Demand for wealth management has increased significantly in Asia, as we see more new wealth being generated across the region. The ultra-high-net-worth in Hong Kong, which my company defines as those with more than US$25 million in liquid assets, in particular, have accumulated their wealth for a relatively longer period than most of Asia. The city is now experiencing a transition from first-generation wealth to second-generation. We therefore see greater demand and awareness for succession plans and wealth advisory.
What are the economic factors that have led to the boom in the wealth management sector in the region?
As Asian markets become more open and developed, we see greater creation of wealth in the region. The ultra-high-net-worth individuals have increasingly more complex demands for managing their wealth, so more are seeking professional help. For example, the composition of wealth today often consists of illiquid assets such as real estate and restricted stocks. JPMorgan Private Bank has seen an increase in demand for managing the liabilities side of clients' balance sheets by offering leverage solutions.
We have also seen greater tax planning needs as our clients and their families become citizens of different parts of the world and are governed by different tax laws.
In what demographic and geographic areas of the wealth management industry do you see the biggest boom? Previously we have predominantly advised successful business people who have accumulated their wealth through decades of hard work in the manufacturing, real estate, shipping and banking sectors. Recently we have seen a growing trend to include younger entrepreneurs and professionals in relatively newer age industries, such as IT and finance. Geographically, we have seen the biggest boom in Greater China and other parts of Southeast Asia.
Why is wealth management in Asia usually divided into Southeast Asia and North Asia segments, and is there any real difference between them from your perspective?
Culture, language and investment behaviour is very different across the entire region.
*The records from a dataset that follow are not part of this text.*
//! The three housing strategies, expressed as month-by-month models
//!
//! Each model owns its balances (loan, portfolio, indexed rent and charges)
//! and exposes them through [`StrategyModel`]. The stepper in
//! [`super::engine`] drives the month loop, so the timing rules (annual
//! indexation after the month's flow, liquidation in the final month) live in
//! one place.

use serde::{Deserialize, Serialize};

use crate::params::ScenarioParameters;
use super::loan::LoanState;
use super::rates::monthly_rate;

/// Strategy identifier
#[derive(Debug, Clone, Copy, PartialEq, Eq, Hash, Serialize, Deserialize)]
pub enum Strategy {
    /// Buy the primary residence with a mortgage
    Purchase,
    /// Rent and invest the difference in the market
    RentAndInvest,
    /// Rent, buy a rental property with a mortgage, invest any surplus
    RentPlusRental,
}

impl Strategy {
    pub const ALL: [Strategy; 3] = [
        Strategy::Purchase,
        Strategy::RentAndInvest,
        Strategy::RentPlusRental,
    ];

    /// Human-readable label for tables and chart legends
    pub fn label(&self) -> &'static str {
        match self {
            Strategy::Purchase => "Buy residence",
            Strategy::RentAndInvest => "Rent + market",
            Strategy::RentPlusRental => "Rent + rental + market",
        }
    }
}

/// Balance sheet of a strategy at a given month
#[derive(Debug, Clone, Copy, Default, PartialEq)]
pub struct AssetSnapshot {
    /// Appreciated value of the property held (0 when renting only)
    pub property_value: f64,

    /// Market portfolio balance
    pub portfolio: f64,

    /// Outstanding loan principal
    pub loan_balance: f64,
}

impl AssetSnapshot {
    /// Assets minus liabilities; also the liquidation value at the horizon
    pub fn net_worth(&self) -> f64 {
        self.property_value + self.portfolio - self.loan_balance
    }
}

/// Capability interface each strategy implements for the shared stepper
pub trait StrategyModel {
    fn strategy(&self) -> Strategy;

    /// Cash committed at month 0 (positive amount, recorded as an outflow)
    fn initial_outlay(&self) -> f64;

    /// Signed recurring flow of `month` (1-based), advancing internal balances
    fn monthly_cashflow(&mut self, month: u32) -> f64;

    /// Balance sheet after `month`'s flow has been applied
    fn monthly_asset_value(&self, month: u32) -> AssetSnapshot;

    /// End-of-year indexation of rents, charges and taxes
    fn index_annually(&mut self);

    /// Rent paid (or imputed) and charges borne this month, for reporting
    fn current_housing_costs(&self) -> (f64, f64);

    /// Fixed loan payment, when the strategy carries a loan
    fn loan_payment(&self) -> Option<f64> {
        None
    }
}

/// Property value under continuous appreciation: `price * (1+a)^(month/12)`
pub fn appreciated_value(price: f64, annual_appreciation: f64, month: u32) -> f64 {
    price * (1.0 + annual_appreciation).powf(month as f64 / 12.0)
}

/// Reference monthly effort: initial purchase payment plus initial charges
pub fn purchase_effort(params: &ScenarioParameters) -> f64 {
    let loan = LoanState::new(params.purchase_principal(), params.loan_rate, params.loan_months());
    loan.payment + params.monthly_charges
}

/// Buy the primary residence
#[derive(Debug, Clone)]
pub struct PurchaseModel {
    price: f64,
    appreciation: f64,
    inflation: f64,
    down_payment: f64,
    loan: LoanState,
    /// Imputed rent, indexed annually
    rent: f64,
    /// Charges, indexed annually
    charges: f64,
}

impl PurchaseModel {
    pub fn new(params: &ScenarioParameters) -> Self {
        Self {
            price: params.property_price,
            appreciation: params.appreciation(),
            inflation: params.inflation(),
            down_payment: params.down_payment(),
            loan: LoanState::new(params.purchase_principal(), params.loan_rate, params.loan_months()),
            rent: params.monthly_rent,
            charges: params.monthly_charges,
        }
    }
}

impl StrategyModel for PurchaseModel {
    fn strategy(&self) -> Strategy {
        Strategy::Purchase
    }

    fn initial_outlay(&self) -> f64 {
        self.down_payment
    }

    fn monthly_cashflow(&mut self, _month: u32) -> f64 {
        let installment = self.loan.step();
        // The rent no longer paid offsets the cost of owning
        self.rent - (installment.payment + self.charges)
    }

    fn monthly_asset_value(&self, month: u32) -> AssetSnapshot {
        AssetSnapshot {
            property_value: appreciated_value(self.price, self.appreciation, month),
            portfolio: 0.0,
            loan_balance: self.loan.principal,
        }
    }

    fn index_annually(&mut self) {
        self.rent *= 1.0 + self.inflation;
        self.charges *= 1.0 + self.inflation;
    }

    fn current_housing_costs(&self) -> (f64, f64) {
        (self.rent, self.charges)
    }

    fn loan_payment(&self) -> Option<f64> {
        Some(self.loan.payment)
    }
}

/// Rent and invest the difference with the reference effort
#[derive(Debug, Clone)]
pub struct RentAndInvestModel {
    effort: Option<f64>,
    inflation: f64,
    market_rate: f64,
    initial_capital: f64,
    rent: f64,
    portfolio: f64,
}

impl RentAndInvestModel {
    pub fn new(params: &ScenarioParameters, effort: Option<f64>) -> Self {
        let initial_capital = params.down_payment();
        Self {
            effort,
            inflation: params.inflation(),
            market_rate: monthly_rate(params.market_return_invest()),
            initial_capital,
            rent: params.monthly_rent,
            portfolio: initial_capital,
        }
    }
}

impl StrategyModel for RentAndInvestModel {
    fn strategy(&self) -> Strategy {
        Strategy::RentAndInvest
    }

    fn initial_outlay(&self) -> f64 {
        self.initial_capital
    }

    fn monthly_cashflow(&mut self, _month: u32) -> f64 {
        // Undefined effort: nothing is contributed, the seed just compounds
        let investable = self.effort.map_or(0.0, |effort| effort - self.rent);
        self.portfolio = (self.portfolio + investable) * (1.0 + self.market_rate);
        -investable
    }

    fn monthly_asset_value(&self, _month: u32) -> AssetSnapshot {
        AssetSnapshot {
            property_value: 0.0,
            portfolio: self.portfolio,
            loan_balance: 0.0,
        }
    }

    fn index_annually(&mut self) {
        self.rent *= 1.0 + self.inflation;
    }

    fn current_housing_costs(&self) -> (f64, f64) {
        (self.rent, 0.0)
    }
}

/// Rent, buy a rental property on credit, invest any positive surplus
#[derive(Debug, Clone)]
pub struct RentPlusRentalModel {
    effort: Option<f64>,
    inflation: f64,
    market_rate: f64,
    rental_price: f64,
    rental_appreciation: f64,
    vacancy_rate: f64,
    operating_charge_rate: f64,
    outlay: f64,
    loan: LoanState,
    /// Own rent, indexed annually
    rent: f64,
    /// Gross monthly rent of the rental at full occupancy, indexed annually
    rental_income: f64,
    /// Annual property tax, indexed annually
    property_tax: f64,
    portfolio: f64,
}

impl RentPlusRentalModel {
    pub fn new(params: &ScenarioParameters, effort: Option<f64>) -> Self {
        let capital = params.down_payment();
        let rental_down = params.rental_down_payment();

        Self {
            effort,
            inflation: params.inflation(),
            market_rate: monthly_rate(params.market_return_rental()),
            rental_price: params.rental_price,
            rental_appreciation: params.rental_appreciation(),
            vacancy_rate: params.vacancy_rate,
            operating_charge_rate: params.operating_charge_rate,
            outlay: capital.max(rental_down),
            loan: LoanState::new(params.rental_principal(), params.loan_rate, params.loan_months()),
            rent: params.monthly_rent,
            rental_income: params.rental_price * params.gross_rental_yield() / 12.0,
            property_tax: params.property_tax,
            portfolio: (capital - rental_down).max(0.0),
        }
    }

    /// Monthly cost of carrying the rental net of the rent it collects
    ///
    /// Positive when the owner has to top up, negative when it pays for itself.
    fn rental_net_outflow(&self, loan_payment: f64) -> f64 {
        loan_payment + self.rental_charges() - self.collected_rent()
    }

    /// Rent actually received after vacancy
    fn collected_rent(&self) -> f64 {
        self.rental_income * (1.0 - self.vacancy_rate)
    }

    /// Operating charges on collected rent plus one twelfth of the property tax
    fn rental_charges(&self) -> f64 {
        self.collected_rent() * self.operating_charge_rate + self.property_tax / 12.0
    }
}

impl StrategyModel for RentPlusRentalModel {
    fn strategy(&self) -> Strategy {
        Strategy::RentPlusRental
    }

    fn initial_outlay(&self) -> f64 {
        self.outlay
    }

    fn monthly_cashflow(&mut self, _month: u32) -> f64 {
        let installment = self.loan.step();
        let rental_outflow = self.rental_net_outflow(installment.payment);

        // Shortfalls are paid out of pocket, never borrowed from the portfolio
        let surplus = self
            .effort
            .map_or(0.0, |effort| (effort - self.rent - rental_outflow).max(0.0));

        self.portfolio = (self.portfolio + surplus) * (1.0 + self.market_rate);
        -(rental_outflow + surplus)
    }

    fn monthly_asset_value(&self, month: u32) -> AssetSnapshot {
        AssetSnapshot {
            property_value: appreciated_value(self.rental_price, self.rental_appreciation, month),
            portfolio: self.portfolio,
            loan_balance: self.loan.principal,
        }
    }

    fn index_annually(&mut self) {
        self.rent *= 1.0 + self.inflation;
        self.rental_income *= 1.0 + self.inflation;
        self.property_tax *= 1.0 + self.inflation;
    }

    fn current_housing_costs(&self) -> (f64, f64) {
        (self.rent, self.rental_charges())
    }

    fn loan_payment(&self) -> Option<f64> {
        Some(self.loan.payment)
    }
}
North Asia consists of more developed economies, such as Hong Kong, Japan and South Korea. Southeast Asia generally consists of emerging countries, such as Indonesia, Thailand and Malaysia. We feel the needs of the two areas are very different and, by splitting our offices in two locations, we can better specialise in the needs of each and provide better wealth management advice overall.
How will cyclical events in Asian economies affect the demand for wealth management services?
JPMorgan applies a wealth preservation strategy with a focus on consistent growth, where we do not follow market trends if we do not think popular products match our clients' profiles. Such was the case with accumulators last year. We discouraged our clients from taking on highly leveraged positions in these structured products and, as a result, our clients were able to avoid big margin calls. With this strategy, our clients have been able to weather the ups and downs of markets, testifying to the strength of our private bank. From the current financial crisis, more people are realising the importance of wealth management via diversification of assets and more, in turn, will seek professional advice.
What are some of the changes and trends we are likely to see in the industry in the foreseeable future?
Over the past few years, we have seen an overexpansion in the wealth management industry. In a bull market, it is harder to filter out the good players in the industry from the bad. However, in the current financial crisis it has become obvious who the strong players are. Eventually we expect to see a consolidation in the industry where stronger players remain.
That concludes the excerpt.